The obvious effects of the Covid-19 pandemic include the rapid increase in online payment services and digital banking across Southeast Asia (SEA).
Due to social distancing restrictions, people across the region now avoid brick-and-mortar bank branches and prefer the physically safer option of e-wallets and mobile payment applications, Moscow-based cybersecurity company Kaspersky Lab general manager for Southeast Asia Yeo Siang Tiong said.
He said: “It is, however, far beyond surprising.
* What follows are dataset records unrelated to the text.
//! Tests for streamed agent turns.

mod common;

use std::sync::Arc;
use std::time::Duration;

use futures::StreamExt;
use pretty_assertions::assert_eq;
use serde_json::json;

use agent_shim::agent::{AgentLimits, AgentStreamItem, ChatAgent};
use agent_shim::error::ShimError;
use agent_shim::output::{FieldType, OutputSchema};
use agent_shim::tools::builtin::WeatherPlugin;
use agent_shim::tools::ToolRegistry;
use agent_shim::types::*;

use common::{agent, strings, test_limits, Scripted, ScriptedProvider};

fn weather_tools() -> ToolRegistry {
    ToolRegistry::new().with_plugin(&WeatherPlugin).unwrap()
}

async fn collect(agent: &ChatAgent, message: &str) -> Vec<Result<AgentStreamItem, ShimError>> {
    agent.invoke_stream(message, None).collect().await
}

fn fragments(items: &[Result<AgentStreamItem, ShimError>]) -> Vec<String> {
    items
        .iter()
        .filter_map(|item| match item {
            Ok(AgentStreamItem::Fragment(text)) => Some(text.clone()),
            _ => None,
        })
        .collect()
}

#[tokio::test]
async fn fragments_arrive_in_order_then_completion() {
    let provider = Arc::new(ScriptedProvider::new());
    provider.queue_fragments(&["The ", "price ", "is $9.99"]);
    let agent = agent("Host", provider, ToolRegistry::new());

    let items = collect(&agent, "What is the price?").await;
    assert_eq!(fragments(&items), strings(&["The ", "price ", "is $9.99"]));
    assert_eq!(items.len(), 4);

    match items.last().unwrap() {
        Ok(AgentStreamItem::Completed {
            message,
            thread,
            usage,
        }) => {
            assert_eq!(message.text(), "The price is $9.99");
            assert_eq!(message.name.as_deref(), Some("Host"));
            assert_eq!(thread.len(), 2);
            assert_eq!(thread.messages()[0].text(), "What is the price?");
            assert_eq!(usage.total_tokens, 30);
        }
        other => panic!("expected completion, got {other:?}"),
    }
}

#[tokio::test]
async fn streamed_tool_calls_are_dispatched() {
    let provider = Arc::new(ScriptedProvider::new());
    provider
        .queue_tool_call("call_1", "Weather-get_weather", json!({ "city": "Paris" }))
        .queue_fragments(&["It is ", "sunny in Paris."]);
    let agent = agent("Host", provider.clone(), weather_tools());

    let items = collect(&agent, "What's the weather in Paris?").await;
    assert_eq!(fragments(&items), strings(&["It is ", "sunny in Paris."]));

    let requests = provider.requests();
    assert_eq!(requests.len(), 2);
    let tool_message = requests[1]
        .messages
        .iter()
        .find(|m| m.role == Role::Tool)
        .cloned()
        .unwrap();
    match &tool_message.content[0] {
        ContentPart::ToolResult(result) => {
            assert_eq!(result.tool_call_id, "call_1");
            assert_eq!(result.result, json!("The weather in Paris is 20°C and sunny."));
        }
        other => panic!("unexpected part {other:?}"),
    }

    match items.last().unwrap() {
        Ok(AgentStreamItem::Completed { thread, usage, .. }) => {
            // user, assistant(tool call), tool result, assistant
            assert_eq!(thread.len(), 4);
            assert_eq!(usage.total_tokens, 60);
        }
        other => panic!("expected completion, got {other:?}"),
    }
}

#[tokio::test]
async fn thread_continues_across_turns() {
    let provider = Arc::new(ScriptedProvider::new());
    provider.queue_text("Hi there.").queue_text("Still here.");
    let agent = agent("Host", provider.clone(), ToolRegistry::new());

    let first = collect(&agent, "Hello").await;
    let Some(Ok(AgentStreamItem::Completed { thread, .. })) = first.last() else {
        panic!("first turn did not complete");
    };

    let second: Vec<_> = agent
        .invoke_stream("Are you there?", Some(thread.clone()))
        .collect()
        .await;
    let Some(Ok(AgentStreamItem::Completed { thread: next, .. })) = second.last() else {
        panic!("second turn did not complete");
    };
    assert_eq!(next.id(), thread.id());
    assert_eq!(next.len(), 4);

    let texts: Vec<String> = provider.requests()[1]
        .messages
        .iter()
        .map(ModelMessage::text)
        .collect();
    assert_eq!(
        texts,
        strings(&["You are a helpful assistant", "Hello", "Hi there.", "Are you there?"])
    );
}

#[tokio::test]
async fn mid_stream_failure_ends_with_one_error() {
    let provider = Arc::new(ScriptedProvider::new());
    provider.push(Scripted::FailAfter(strings(&["The ", "pri"]), "connection reset".into()));
    let agent = agent("Host", provider, ToolRegistry::new());

    let items = collect(&agent, "Price?").await;
    assert_eq!(fragments(&items), strings(&["The ", "pri"]));
    assert_eq!(items.len(), 3);
    let err = items.last().unwrap().as_ref().unwrap_err();
    assert!(matches!(err, ShimError::Stream(_)));
    assert!(err.is_backing_service_failure());
}

#[tokio::test(start_paused = true)]
async fn stalled_stream_times_out() {
    let provider = Arc::new(ScriptedProvider::new());
    provider.push(Scripted::Stall(strings(&["The "])));
    let agent = ChatAgent::builder()
        .name("Host")
        .instructions("You are a helpful assistant")
        .provider(provider)
        .limits(AgentLimits {
            fragment_timeout: Duration::from_secs(2),
            ..test_limits()
        })
        .build();

    let items = collect(&agent, "Price?").await;
    assert_eq!(fragments(&items), strings(&["The "]));
    assert!(matches!(items.last().unwrap(), Err(ShimError::Timeout(2000))));
}

#[tokio::test]
async fn open_failure_yields_no_fragments() {
    let provider = Arc::new(ScriptedProvider::new());
    provider.push(Scripted::Fail(500, "boom".into()));
    let agent = agent("Host", provider, ToolRegistry::new());

    let items = collect(&agent, "Hi").await;
    assert_eq!(items.len(), 1);
    assert!(matches!(items[0], Err(ShimError::Api { status: 500, .. })));
}

#[tokio::test]
async fn schema_is_checked_on_the_streamed_answer() {
    let provider = Arc::new(ScriptedProvider::new());
    provider.queue_fragments(&["{\"price\": ", "9.99}"]);
    let agent = ChatAgent::builder()
        .name("Host")
        .instructions("You are a helpful assistant")
        .provider(provider)
        .output_schema(
            OutputSchema::new("MenuItem")
                .field("price", FieldType::Number)
                .field("name", FieldType::String),
        )
        .limits(test_limits())
        .build();

    let items = collect(&agent, "Price?").await;
    assert_eq!(fragments(&items).concat(), "{\"price\": 9.99}");
    assert!(matches!(items.last().unwrap(), Err(ShimError::SchemaViolation(_))));
}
As early as late 2019, before Covid-19’s massive effects across SEA, I read an article which said online financial transactions in the region will be worth $1 trillion by 2025 and the digital wallet segment will jump five-fold to $114 billion.
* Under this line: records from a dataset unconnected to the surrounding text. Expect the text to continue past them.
//! Session lifecycle states and turn-overlap policy.

use serde::{Deserialize, Serialize};
use strum::{Display, EnumString};

use crate::agent::AgentThread;

/// What to do with a message that arrives while a turn is still streaming.
#[derive(
    Debug, Clone, Copy, Default, PartialEq, Eq, Serialize, Deserialize, Display, EnumString,
)]
#[serde(rename_all = "snake_case")]
#[strum(serialize_all = "snake_case", ascii_case_insensitive)]
pub enum TurnPolicy {
    /// Fail the new turn with `ShimError::ConcurrentTurn`.
    #[default]
    Reject,
    /// Wait for the in-flight turn, first come first served.
    Queue,
}

/// Observable state of one UI session.
#[derive(Debug, Clone, PartialEq)]
pub enum SessionState {
    /// Never started (or unknown id).
    Uninitialized,
    /// Started; `thread` is `None` until the first turn commits.
    Active {
        thread: Option<AgentThread>,
        streaming: bool,
    },
    /// Ended; agent and thread discarded.
    Terminated,
}

impl SessionState {
    pub fn is_active(&self) -> bool {
        matches!(self, Self::Active { .. })
    }

    pub fn thread(&self) -> Option<&AgentThread> {
        match self {
            Self::Active { thread, .. } => thread.as_ref(),
            _ => None,
        }
    }
}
“I believe these two key sectors will go far beyond these predicted numbers as we try to minimise human contact for the sake of our physical health.”
Yeo said a recent study by New York, US-based multinational financial services corporation Mastercard Inc found that 40 per cent of consumers in the region saying they were using e-wallets more than ever, with Malaysia leading the way.
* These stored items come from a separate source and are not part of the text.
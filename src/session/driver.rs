//! Session table and per-session turn driver.
//!
//! The UI host calls [`SessionDriver::on_session_start`],
//! [`SessionDriver::on_message`] and [`SessionDriver::on_session_end`].
//! Each session owns its agent and thread; sessions share nothing but the
//! provider handle inside their agents.

use std::collections::{HashMap, VecDeque};
use std::sync::atomic::{AtomicBool, Ordering};
use std::sync::Arc;

use futures::StreamExt;
use tokio::sync::{Mutex, MutexGuard, RwLock};
use tokio_util::sync::CancellationToken;
use tracing::{debug, info, warn};

use crate::agent::{AgentStreamItem, AgentThread, ChatAgent};
use crate::error::ShimError;
use crate::types::Usage;

use super::outbound::OutboundMessage;
use super::state::{SessionState, TurnPolicy};

/// Builds the agent for a new session.
pub trait AgentFactory: Send + Sync {
    fn create(&self, session_id: &str) -> Result<ChatAgent, ShimError>;
}

impl<F> AgentFactory for F
where
    F: Fn(&str) -> Result<ChatAgent, ShimError> + Send + Sync,
{
    fn create(&self, session_id: &str) -> Result<ChatAgent, ShimError> {
        self(session_id)
    }
}

/// Outcome of a committed turn.
#[derive(Debug, Clone, PartialEq)]
pub struct TurnSummary {
    pub content: String,
    pub thread: AgentThread,
    pub usage: Usage,
}

struct SessionSlot {
    agent: ChatAgent,
    thread: Mutex<Option<AgentThread>>,
    turn: Mutex<()>,
    streaming: AtomicBool,
    cancel: CancellationToken,
}

struct StreamingFlag<'a>(&'a AtomicBool);

impl<'a> StreamingFlag<'a> {
    fn raise(flag: &'a AtomicBool) -> Self {
        flag.store(true, Ordering::SeqCst);
        Self(flag)
    }
}

impl Drop for StreamingFlag<'_> {
    fn drop(&mut self) {
        self.0.store(false, Ordering::SeqCst);
    }
}

/// How many ended session ids are remembered for [`SessionState::Terminated`].
pub const DEFAULT_ENDED_CAPACITY: usize = 1024;

/// Drives streaming turns for every live UI session.
pub struct SessionDriver {
    factory: Arc<dyn AgentFactory>,
    policy: TurnPolicy,
    sessions: RwLock<HashMap<String, Arc<SessionSlot>>>,
    // Most recently ended last; older ids fall back to `Uninitialized`.
    ended: RwLock<VecDeque<String>>,
    ended_capacity: usize,
}

impl SessionDriver {
    pub fn new(factory: impl AgentFactory + 'static) -> Self {
        Self {
            factory: Arc::new(factory),
            policy: TurnPolicy::default(),
            sessions: RwLock::new(HashMap::new()),
            ended: RwLock::new(VecDeque::new()),
            ended_capacity: DEFAULT_ENDED_CAPACITY,
        }
    }

    /// Remember at most `capacity` ended session ids.
    pub fn with_ended_capacity(mut self, capacity: usize) -> Self {
        self.ended_capacity = capacity;
        self
    }

    pub fn with_turn_policy(mut self, policy: TurnPolicy) -> Self {
        self.policy = policy;
        self
    }

    pub fn turn_policy(&self) -> TurnPolicy {
        self.policy
    }

    /// Build the session's agent and enter `Active` with no thread.
    pub async fn on_session_start(&self, session_id: &str) -> Result<(), ShimError> {
        let mut sessions = self.sessions.write().await;
        if sessions.contains_key(session_id) {
            return Err(ShimError::SessionExists(session_id.to_string()));
        }
        let agent = self.factory.create(session_id)?;
        info!(session_id, agent = %agent.name(), "session started");
        sessions.insert(
            session_id.to_string(),
            Arc::new(SessionSlot {
                agent,
                thread: Mutex::new(None),
                turn: Mutex::new(()),
                streaming: AtomicBool::new(false),
                cancel: CancellationToken::new(),
            }),
        );
        self.ended.write().await.retain(|id| id != session_id);
        Ok(())
    }

    /// Run one streaming turn, forwarding fragments to `outbound`.
    ///
    /// On success the stored thread is replaced and `outbound.send()` is
    /// called. On failure the stored thread is left as it was and
    /// `outbound.fail()` is called. If the session ends mid-turn the turn is
    /// abandoned: no further fragments, no `send`/`fail`, no thread update,
    /// and the result is [`ShimError::Canceled`].
    pub async fn on_message(
        &self,
        session_id: &str,
        message: &str,
        outbound: &mut dyn OutboundMessage,
    ) -> Result<TurnSummary, ShimError> {
        let slot = self.slot(session_id).await?;
        let _turn = self.acquire_turn(session_id, &slot).await?;
        let _streaming = StreamingFlag::raise(&slot.streaming);

        let thread = slot.thread.lock().await.clone();
        debug!(
            session_id,
            history = thread.as_ref().map_or(0, AgentThread::len),
            "turn started"
        );
        let mut stream = slot.agent.invoke_stream(message, thread);

        loop {
            let item = tokio::select! {
                biased;
                _ = slot.cancel.cancelled() => None,
                item = stream.next() => Some(item),
            };
            let Some(item) = item else {
                info!(session_id, "session ended mid-turn; turn abandoned");
                return Err(ShimError::Canceled);
            };
            if slot.cancel.is_cancelled() {
                info!(session_id, "session ended mid-turn; turn abandoned");
                return Err(ShimError::Canceled);
            }

            match item {
                Some(Ok(AgentStreamItem::Fragment(text))) => {
                    outbound.stream_token(&text).await?;
                }
                Some(Ok(AgentStreamItem::Completed {
                    message,
                    thread,
                    usage,
                })) => {
                    *slot.thread.lock().await = Some(thread.clone());
                    debug!(session_id, history = thread.len(), "thread committed");
                    outbound.send().await?;
                    return Ok(TurnSummary {
                        content: message.text(),
                        thread,
                        usage,
                    });
                }
                Some(Err(err)) => return Err(self.fail_turn(session_id, outbound, err).await),
                None => {
                    let err = ShimError::Stream("agent stream ended without completion".into());
                    return Err(self.fail_turn(session_id, outbound, err).await);
                }
            }
        }
    }

    /// Discard the session's agent and thread, cancelling any turn in flight.
    pub async fn on_session_end(&self, session_id: &str) -> Result<(), ShimError> {
        let slot = self
            .sessions
            .write()
            .await
            .remove(session_id)
            .ok_or_else(|| ShimError::SessionNotFound(session_id.to_string()))?;
        slot.cancel.cancel();
        let mut ended = self.ended.write().await;
        ended.retain(|id| id != session_id);
        ended.push_back(session_id.to_string());
        while ended.len() > self.ended_capacity {
            ended.pop_front();
        }
        drop(ended);
        info!(session_id, "session ended");
        Ok(())
    }

    /// Current thread of an active session.
    pub async fn thread(&self, session_id: &str) -> Option<AgentThread> {
        let slot = self.sessions.read().await.get(session_id).cloned()?;
        let thread = slot.thread.lock().await.clone();
        thread
    }

    pub async fn state(&self, session_id: &str) -> SessionState {
        let slot = self.sessions.read().await.get(session_id).cloned();
        if let Some(slot) = slot {
            let thread = slot.thread.lock().await.clone();
            return SessionState::Active {
                thread,
                streaming: slot.streaming.load(Ordering::SeqCst),
            };
        }
        if self.ended.read().await.iter().any(|id| id == session_id) {
            SessionState::Terminated
        } else {
            SessionState::Uninitialized
        }
    }

    pub async fn active_sessions(&self) -> usize {
        self.sessions.read().await.len()
    }

    async fn slot(&self, session_id: &str) -> Result<Arc<SessionSlot>, ShimError> {
        self.sessions
            .read()
            .await
            .get(session_id)
            .cloned()
            .ok_or_else(|| ShimError::SessionNotFound(session_id.to_string()))
    }

    async fn acquire_turn<'a>(
        &self,
        session_id: &str,
        slot: &'a SessionSlot,
    ) -> Result<MutexGuard<'a, ()>, ShimError> {
        match self.policy {
            TurnPolicy::Reject => slot.turn.try_lock().map_err(|_| {
                warn!(session_id, "rejecting overlapping turn");
                ShimError::ConcurrentTurn {
                    session_id: session_id.to_string(),
                }
            }),
            TurnPolicy::Queue => {
                debug!(session_id, "waiting for in-flight turn");
                tokio::select! {
                    biased;
                    _ = slot.cancel.cancelled() => Err(ShimError::Canceled),
                    guard = slot.turn.lock() => Ok(guard),
                }
            }
        }
    }

    async fn fail_turn(
        &self,
        session_id: &str,
        outbound: &mut dyn OutboundMessage,
        err: ShimError,
    ) -> ShimError {
        warn!(
            session_id,
            error = %err,
            backing_service = err.is_backing_service_failure(),
            "turn failed; thread left unchanged"
        );
        if let Err(report) = outbound.fail(&err).await {
            warn!(session_id, error = %report, "could not report failed turn to UI");
        }
        err
    }
}

impl std::fmt::Debug for SessionDriver {
    fn fmt(&self, f: &mut std::fmt::Formatter<'_>) -> std::fmt::Result {
        f.debug_struct("SessionDriver")
            .field("policy", &self.policy)
            .finish_non_exhaustive()
    }
}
On the other hand, cash is slowly being dethroned as king as fewer people use banknotes to buy or trade goods and services, he said.
“What makes the region a fertile land for digital banking and online payment is the fact that it has countries with a young population – millennials and Gen Z’s who are not used to physically visiting financial buildings or queuing for a long time to fill up forms with pen and paper like the generations before them did.
“Another important factor is that there is still a significant per cent of individuals who are unbanked or underbanked. This is particularly true in still emerging countries like Indonesia, Malaysia, Thailand, the Philippines, and Vietnam.”
At the centre of this digital revolution is trust. Customers are using e-wallets, mobile banking, and web applications driven by necessity, he said.
Now, more than ever, they need to trust financial institutions to secure their money, he said.
“Digital transformation, in any sector, always presents new challenges, but especially for banks and for financial services. To put it simply, revolutionising banks’ way of doing transactions means overhauling their legacy systems including people, process and technology,” Yeo said.
Humans remain the weakest link since, especially those who are not digitally native, lack proper awareness about the simplest risks like phishing and spam, while employees require new training and third-party services should be assessed comprehensively, he pointed out.
“When it comes to security, endpoint should be the foundation and banks should have known this by now. Financial services … should be looking at an adaptive approach in security which should be proactive rather than reactive – ready before an attack happens,” Yeo added.
The future may be foggy as different technologies continue to be developed, like AI, 5G, the Internet of Things, and cryptocurrency, but the past offers concrete lessons the financial sector could learn from, he said.
“Given the evolving nature of cyberthreats that are expected to become more sophisticated, it is also important that financial institutions have the necessary tools that help track threats that can evade regular endpoint solutions even before they hit you.
“We are in the middle of a digital revolution, and the use of online payment gateways and e-wallets are certainly here to stay and even increase.
“While it is a huge responsibility for banks and financial service providers to secure their virtual systems, I am certain they can pilot their way to the future as long as they build their cyber defences intelligently,” Yeo said.